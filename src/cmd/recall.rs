// Copyright 2025 Fernando Borretti
//
// Licensed under the Apache License, Version 2.0 (the "License");
// you may not use this file except in compliance with the License.
// You may obtain a copy of the License at
//
//     http://www.apache.org/licenses/LICENSE-2.0
//
// Unless required by applicable law or agreed to in writing, software
// distributed under the License is distributed on an "AS IS" BASIS,
// WITHOUT WARRANTIES OR CONDITIONS OF ANY KIND, either express or implied.
// See the License for the specific language governing permissions and
// limitations under the License.

use std::io::BufRead;
use std::io::Write;

use memcards_core::answers::AnswerDeck;
use memcards_core::answers::is_header;
use memcards_core::error::Fallible;
use memcards_core::text::is_accepted;

use crate::cmd::SessionConfig;
use crate::load::load_answer_deck;
use crate::term::Color;
use crate::term::Input;
use crate::term::Outcome;
use crate::term::Terminal;

/// Hints wrap around after this many correct answers in a row.
const MAX_HINTS: usize = 25;

/// Where the recall quiz is in the answer file.
#[derive(Debug, Default, PartialEq)]
struct QuizCursor {
    /// Index of the next file line to look at.
    line: usize,
    /// Ordinal of the current question.
    question: usize,
    hints: usize,
}

impl QuizCursor {
    /// Move past a correctly answered question. Headers between it and the
    /// next question will be echoed.
    fn advance(&mut self) {
        self.line += 1;
        self.question += 1;
        self.hints = if self.hints >= MAX_HINTS {
            0
        } else {
            self.hints + 1
        };
    }

    /// Go straight to a question, without echoing anything on the way.
    /// Moving past the last question puts the cursor at the end of the file.
    fn move_to(&mut self, deck: &AnswerDeck, ordinal: usize) {
        self.question = ordinal;
        self.line = deck.question_line(ordinal).unwrap_or(deck.lines().len());
    }
}

/// Quiz the user on every line of an answer file, in order.
///
/// A wrong answer shows the expected line and offers a jump: an empty reply
/// moves on to the next question, anything else is searched for among the
/// section headers and the quiz continues after the nearest match. A search
/// that finds nothing restarts the quiz from the first question.
pub fn run_recall<R: BufRead, W: Write, E: Write>(
    term: &mut Terminal<R, W, E>,
    config: &SessionConfig,
) -> Fallible<Outcome> {
    let deck = load_answer_deck(&config.path)?;
    let mut cursor = QuizCursor::default();

    while let Some(question_line) = deck.question_line(cursor.question) {
        if cursor.line < question_line {
            let line = deck.line(cursor.line);
            if is_header(line) {
                print_header(term, line)?;
            }
            cursor.line += 1;
            continue;
        }

        let answer = deck.line(question_line);
        let number = AnswerDeck::display_number(cursor.question);
        term.write(&format!("Line {number}\n\n> "))?;
        let typed = match term.read_input()? {
            Input::Text(text) => text,
            Input::Exit(outcome) => return Ok(outcome),
        };

        if is_accepted(&typed, answer) {
            term.paint(Color::Green, &format!("\n{answer}\n\nCorrect!\n\n"))?;
            cursor.advance();
            continue;
        }

        term.paint(Color::Red, &format!("\nThe answer was: \n\n{answer}\n"))?;
        term.write("\nJump to: \n\n> ")?;
        let search = match term.read_input()? {
            Input::Text(text) => text,
            Input::Exit(outcome) => return Ok(outcome),
        };
        term.write("\n")?;

        if search.is_empty() {
            cursor.move_to(&deck, cursor.question + 1);
            continue;
        }

        match deck.find_nearest_header(cursor.line, &search) {
            Some(header) => {
                log::debug!("Jump '{search}' resolved to line {header}");
                // A header with nothing after it keeps the current question.
                if let Some(ordinal) = deck.first_question_after(header) {
                    cursor.move_to(&deck, ordinal);
                }
                cursor.hints = 0;
                print_header(term, deck.line(header))?;
            }
            None => {
                log::debug!("Jump '{search}' matched no header, restarting");
                term.write("\nNo matching section found. Restarting from beginning.\n\n")?;
                cursor = QuizCursor::default();
                cursor.move_to(&deck, 0);
            }
        }
    }

    term.write("You remembered everything!\n")?;
    Ok(Outcome::Completed)
}

fn print_header<R: BufRead, W: Write, E: Write>(
    term: &mut Terminal<R, W, E>,
    header: &str,
) -> Fallible<()> {
    term.paint(Color::Cyan, &format!("\n{header}\n\n"))
}
// Copyright 2025 Fernando Borretti
//
// Licensed under the Apache License, Version 2.0 (the "License");
// you may not use this file except in compliance with the License.
// You may obtain a copy of the License at
//
//     http://www.apache.org/licenses/LICENSE-2.0
//
// Unless required by applicable law or agreed to in writing, software
// distributed under the License is distributed on an "AS IS" BASIS,
// WITHOUT WARRANTIES OR CONDITIONS OF ANY KIND, either express or implied.
// See the License for the specific language governing permissions and
// limitations under the License.

use std::io::BufRead;
use std::io::Write;

use memcards_core::cards::CardDeck;
use memcards_core::cards::NUM_CARDS;
use memcards_core::error::Fallible;
use memcards_core::rng::TinyRng;
use memcards_core::rng::permutation;

use crate::cmd::SessionConfig;
use crate::load::load_card_deck;
use crate::term::Color;
use crate::term::Input;
use crate::term::Outcome;
use crate::term::Terminal;

/// Typed at either prompt to draw a new order of cards.
const SHUFFLE: &str = "shuffle";

#[derive(Debug, PartialEq)]
struct DrillCursor {
    /// Number of cards named correctly in a row.
    round: usize,
    /// How many preceding cards to show as a hint.
    preview_count: usize,
    ask_preview_count: bool,
}

impl DrillCursor {
    fn new() -> Self {
        Self {
            round: 0,
            preview_count: 1,
            ask_preview_count: true,
        }
    }

    /// Back to the first round, asking for the hint count again.
    fn restart(&mut self) {
        self.round = 0;
        self.ask_preview_count = true;
    }
}

/// Parse the number of hints. Anything that is not an integer means one
/// hint, and the result is clamped to the deck size.
fn parse_preview_count(input: &str) -> usize {
    input
        .trim()
        .parse::<i64>()
        .unwrap_or(1)
        .clamp(1, NUM_CARDS as i64) as usize
}

/// Drill the deck: each round shows the cards just before a position, in
/// deck order, and asks for the card at that position. Positions are visited
/// in shuffled order. A single mistake starts the drill over.
pub fn run_drill<R: BufRead, W: Write, E: Write>(
    term: &mut Terminal<R, W, E>,
    config: &SessionConfig,
) -> Fallible<Outcome> {
    let mut deck = load_card_deck(&config.path)?;
    let mut rng = config.rng();
    let mut order = permutation(NUM_CARDS, &mut rng);
    let mut cursor = DrillCursor::new();

    loop {
        if cursor.ask_preview_count {
            term.write("Type shuffle to mix the cards\n\nNumber of Hints:\n\n>> ")?;
            let input = match term.read_input()? {
                Input::Text(text) => text,
                Input::Exit(outcome) => return Ok(outcome),
            };
            if input == SHUFFLE {
                (deck, order) = reshuffle(term, config, &mut rng)?;
                cursor.restart();
                continue;
            }
            cursor.preview_count = parse_preview_count(&input);
            cursor.ask_preview_count = false;
            term.clear()?;
        }

        if cursor.round >= NUM_CARDS {
            term.write(&format!(
                "Congratulations! You have completed all {NUM_CARDS} rounds.\n"
            ))?;
            return Ok(Outcome::Completed);
        }

        let position = order[cursor.round];
        let preview = deck.preview(position, cursor.preview_count).join(", ");
        term.write(&format!(
            "\nCard {} of {NUM_CARDS}:\n\n{preview}\n\n>> ",
            cursor.round + 1
        ))?;
        let answer = match term.read_input()? {
            Input::Text(text) => text,
            Input::Exit(outcome) => return Ok(outcome),
        };
        if answer == SHUFFLE {
            (deck, order) = reshuffle(term, config, &mut rng)?;
            cursor.restart();
            continue;
        }

        let expected = deck.card(position);
        if answer == expected {
            term.paint(Color::Green, "\nCorrect!\n\n")?;
            cursor.round += 1;
        } else {
            term.paint(
                Color::Red,
                &format!("\nIncorrect. Correct answer: {expected}\n\n"),
            )?;
            term.write("\nPress enter to continue...")?;
            if let Input::Exit(outcome) = term.read_input()? {
                return Ok(outcome);
            }
            log::debug!("Missed card at position {position} in round {}", cursor.round);
            term.clear()?;
            cursor.restart();
        }
    }
}

/// Reload the deck from disk and draw a new order.
fn reshuffle<R: BufRead, W: Write, E: Write>(
    term: &mut Terminal<R, W, E>,
    config: &SessionConfig,
    rng: &mut TinyRng,
) -> Fallible<(CardDeck, Vec<usize>)> {
    let deck = load_card_deck(&config.path)?;
    let order = permutation(NUM_CARDS, rng);
    term.clear()?;
    term.write("Cards shuffled!\n\n")?;
    Ok((deck, order))
}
━━━━━━━━
DIRECTIONS —
Repeat, word for word, the lines from the start of the records to the line that contains "of the file.", both of them included, and no others.

FINISHED EXERCISE —
filename src/cmd/recall.rs
// Copyright 2025 Fernando Borretti
//
// Licensed under the Apache License, Version 2.0 (the "License");
// you may not use this file except in compliance with the License.
// You may obtain a copy of the License at
//
//     http://www.apache.org/licenses/LICENSE-2.0
//
// Unless required by applicable law or agreed to in writing, software
// distributed under the License is distributed on an "AS IS" BASIS,
// WITHOUT WARRANTIES OR CONDITIONS OF ANY KIND, either express or implied.
// See the License for the specific language governing permissions and
// limitations under the License.

use std::io::BufRead;
use std::io::Write;

use memcards_core::answers::AnswerDeck;
use memcards_core::answers::is_header;
use memcards_core::error::Fallible;
use memcards_core::text::is_accepted;

use crate::cmd::SessionConfig;
use crate::load::load_answer_deck;
use crate::term::Color;
use crate::term::Input;
use crate::term::Outcome;
use crate::term::Terminal;

/// Hints wrap around after this many correct answers in a row.
const MAX_HINTS: usize = 25;

/// Where the recall quiz is in the answer file.
#[derive(Debug, Default, PartialEq)]
struct QuizCursor {
    /// Index of the next file line to look at.
    line: usize,
    /// Ordinal of the current question.
    question: usize,
    hints: usize,
}

impl QuizCursor {
    /// Move past a correctly answered question. Headers between it and the
    /// next question will be echoed.
    fn advance(&mut self) {
        self.line += 1;
        self.question += 1;
        self.hints = if self.hints >= MAX_HINTS {
            0
        } else {
            self.hints + 1
        };
    }

    /// Go straight to a question, without echoing anything on the way.
    /// Moving past the last question puts the cursor at the end of the file.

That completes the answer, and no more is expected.